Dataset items

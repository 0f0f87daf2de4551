//! Template instantiation: explicit `Name!(args)` syntax and the overload
//! selection among several templates of the same name.

pub mod deduction;
pub mod ordering;

use sema_ast::declarations::ASTDeclarationKind;
use sema_ast::types::{ASTTemplateArgument, ASTTemplateInstance};
use sema_ast::{Name, Span};
use sema_config::DebugTrace;
use sema_diagnostics::message::DiagnosticMessage;
use sema_log::trace_dbg;
use sema_type::{strip_aliases, SemanticResult, TypeKind};

use crate::context::{ResolutionContext, ResolutionOptions};
use crate::ctfe;
use crate::expressions::{evaluate_type, evaluate_value};
use crate::resolver::{aggregate_type, function_reference, lookup_identifier, resolve_member_declarations, resolve_type};

pub use deduction::{deduce_from_call, deduce_template, Deduction};
pub use ordering::most_specialized;

/// Resolves `Name!(args)` in the current frame.
pub fn resolve_template_instance(
  instance: &ASTTemplateInstance,
  ctx: &mut ResolutionContext,
) -> SemanticResult {
  if let Some(cached) = ctx.cached(instance.id) {
    return cached;
  }

  let overloads = template_overloads(instance, ctx);
  let result = if overloads.is_empty() {
    SemanticResult::Unknown
  } else if ctx.has_option(ResolutionOptions::NO_TEMPLATE_PARAMETER_DEDUCTION) {
    SemanticResult::from_candidates(overloads)
  } else {
    let args = resolve_template_arguments(&instance.args, ctx);
    instantiate(overloads, &args, instance.span, &instance.name, ctx)
  };

  ctx.memoize(instance.id, &result);
  result
}

/// Instantiates already looked-up candidates, as for `obj.member!(args)`.
pub fn instantiate_member(
  candidates: SemanticResult,
  instance: &ASTTemplateInstance,
  ctx: &mut ResolutionContext,
) -> SemanticResult {
  if ctx.has_option(ResolutionOptions::NO_TEMPLATE_PARAMETER_DEDUCTION) {
    return candidates;
  }
  let args = resolve_template_arguments(&instance.args, ctx);
  instantiate(candidates.into_candidates(), &args, instance.span, &instance.name, ctx)
}

fn template_overloads(
  instance: &ASTTemplateInstance,
  ctx: &mut ResolutionContext,
) -> Vec<SemanticResult> {
  match &instance.inner {
    Some(inner) => {
      let base = resolve_type(inner, ctx);
      resolve_member_declarations(&base, &instance.name, ctx).into_candidates()
    },
    None => lookup_identifier(&instance.name, ctx),
  }
}

/// Arguments of an instance. A type argument naming a manifest constant
/// stands for its value.
pub fn resolve_template_arguments(
  args: &[ASTTemplateArgument],
  ctx: &mut ResolutionContext,
) -> Vec<SemanticResult> {
  args
    .iter()
    .map(|arg| match arg {
      ASTTemplateArgument::Type(ty) => {
        let resolved = resolve_type(ty, ctx);
        as_constant(resolved, ctx)
      },
      ASTTemplateArgument::Value(expr) => {
        let value = evaluate_value(expr, ctx);
        if value.is_unknown() { evaluate_type(expr, ctx) } else { value }
      },
    })
    .collect()
}

fn as_constant(
  resolved: SemanticResult,
  ctx: &mut ResolutionContext,
) -> SemanticResult {
  let Some(TypeKind::Member(member)) = resolved.kind() else {
    return resolved;
  };
  let definition = member.definition.clone();
  let Some(initializer) = definition
    .as_variable()
    .filter(|_| definition.attributes.is_manifest_constant())
    .and_then(|var| var.initializer.clone())
  else {
    return resolved;
  };

  let value = {
    let mut frame = crate::resolver::enter_declaration_scope(&definition, ctx);
    ctfe::evaluate_constant(&initializer, &mut frame)
  };
  match value {
    Some(value) => SemanticResult::Value(value),
    None => resolved,
  }
}

/// Deduces every candidate against `args` and keeps the most specialized survivor.
fn instantiate(
  candidates: Vec<SemanticResult>,
  args: &[SemanticResult],
  span: Span,
  name: &Name,
  ctx: &mut ResolutionContext,
) -> SemanticResult {
  let mut survivors = Vec::new();
  let mut templates = 0usize;
  let mut blamed = None;

  for candidate in candidates {
    if ctx.is_cancelled() {
      return SemanticResult::Unknown;
    }

    let Some(definition) = strip_aliases(&candidate).definition().cloned() else {
      continue;
    };
    if !definition.is_template() {
      if args.is_empty() {
        survivors.push(candidate);
      }
      continue;
    }
    templates += 1;

    match deduction::deduce_or_blame(&definition, args, ctx) {
      Ok(bindings) => {
        let instance = match &definition.kind {
          ASTDeclarationKind::Function(function) => function_reference(&definition, function, bindings, ctx),
          ASTDeclarationKind::Aggregate(aggregate) => aggregate_type(&definition, aggregate, bindings, ctx),
          _ => candidate.clone(),
        };
        let instance = match candidate.tag() {
          Some(tag) => instance.with_tag((*tag.first_argument).clone()),
          None => instance,
        };
        survivors.push(instance);
      },
      Err(parameter) => {
        trace_dbg!(
          ctx.config(),
          DebugTrace::Deduction,
          "{} rejected at parameter {}",
          definition.name,
          parameter
        );
        blamed = Some(parameter);
      },
    }
  }

  if survivors.is_empty() {
    if let (1, Some(parameter)) = (templates, blamed) {
      ctx.report(DiagnosticMessage::DeductionFailed {
        template: name.to_string(),
        parameter: parameter.to_string(),
        span,
      });
    }
    return SemanticResult::Unknown;
  }
  if survivors.len() == 1 {
    return SemanticResult::from_candidates(survivors);
  }

  let best = most_specialized(survivors, ctx);
  if best.len() > 1 {
    let candidates = best.iter().filter_map(|r| r.definition()).map(|d| d.span).collect();
    trace_dbg!(ctx.config(), DebugTrace::Ordering, "{} specializations of {} tie", best.len(), name);
    ctx.report(DiagnosticMessage::AmbiguousSpecialization {
      template: name.to_string(),
      candidates,
      span,
    });
  }
  SemanticResult::from_candidates(best)
}

#[cfg(test)]
mod tests {
  use std::sync::Arc;

  use sema_ast::declarations::{ASTAggregate, ASTDeclaration, ASTTemplateParameter, AggregateKind};
  use sema_ast::types::{ASTType, PrimitiveKind};
  use sema_ast::{ASTExpression, ParseCacheView};
  use sema_config::SemaConfig;

  use super::*;

  fn context(scope: sema_ast::DeclRef) -> ResolutionContext {
    ResolutionContext::new(scope, ParseCacheView::default(), Arc::new(SemaConfig::silent()))
  }

  fn add_class(
    module: &sema_ast::DeclRef,
    start: u32,
    params: Vec<Arc<ASTTemplateParameter>>,
  ) -> sema_ast::DeclRef {
    let class = ASTDeclaration::aggregate(
      "C",
      Span::new(start, start + 10),
      ASTAggregate::new(AggregateKind::Class).with_template_params(params),
    );
    module.scope().add(class.clone());
    class
  }

  #[test]
  fn test_specialized_overload_wins() {
    let module = ASTDeclaration::module("app", vec![], Span::default());
    add_class(&module, 0, vec![ASTTemplateParameter::type_param("T")]);
    let specialized = add_class(
      &module,
      20,
      vec![ASTTemplateParameter::specialized("T", ASTType::array(ASTType::identifier("T")))],
    );
    let mut ctx = context(module);

    let ty = ASTType::template_instance(
      "C",
      vec![ASTTemplateArgument::Type(ASTType::array(ASTType::primitive(PrimitiveKind::Int)))],
    );
    let result = resolve_type(&ty, &mut ctx);
    assert!(Arc::ptr_eq(result.definition().expect("one instance"), &specialized));
    assert_eq!(
      result.as_type().and_then(|t| t.deduced()).and_then(|d| d.get(&Name::new("T")).cloned()),
      Some(SemanticResult::primitive(PrimitiveKind::Int))
    );
    assert!(ctx.diagnostics().is_empty());
  }

  #[test]
  fn test_single_failed_template_reports_parameter() {
    let module = ASTDeclaration::module("app", vec![], Span::default());
    add_class(
      &module,
      0,
      vec![ASTTemplateParameter::specialized("T", ASTType::array(ASTType::identifier("T")))],
    );
    let mut ctx = context(module);

    let ty = ASTType::template_instance("C", vec![ASTTemplateArgument::Type(ASTType::primitive(PrimitiveKind::Int))]);
    assert!(resolve_type(&ty, &mut ctx).is_unknown());
    let diagnostic = ctx.diagnostics().first().expect("deduction failure is reported");
    assert_eq!(diagnostic.error_code, "R0003");
    assert!(diagnostic.message.contains("'T'"));
  }

  #[test]
  fn test_value_argument() {
    let module = ASTDeclaration::module("app", vec![], Span::default());
    add_class(&module, 0, vec![ASTTemplateParameter::value_param("N", ASTType::primitive(PrimitiveKind::Int))]);
    let mut ctx = context(module);

    let ty = ASTType::template_instance(
      "C",
      vec![ASTTemplateArgument::Value(ASTExpression::binary(
        sema_ast::expressions::ASTBinaryOperator::Add,
        ASTExpression::int(2),
        ASTExpression::int(3),
      ))],
    );
    let result = resolve_type(&ty, &mut ctx);
    let bound = result.as_type().and_then(|t| t.deduced()).and_then(|d| d.get(&Name::new("N")).cloned());
    assert_eq!(bound.and_then(|b| b.as_value().and_then(|v| v.value.as_int())), Some(5));
  }
}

ASSIGNMENT:
Copy the records above exactly, from the first line through the line containing "use sema_ast::declarations::ASTDeclarationKind;", and include nothing else.

TASK RESULT:
repository 0f0f87daf2de4551
//! Template instantiation: explicit `Name!(args)` syntax and the overload
//! selection among several templates of the same name.

pub mod deduction;
pub mod ordering;

use sema_ast::declarations::ASTDeclarationKind;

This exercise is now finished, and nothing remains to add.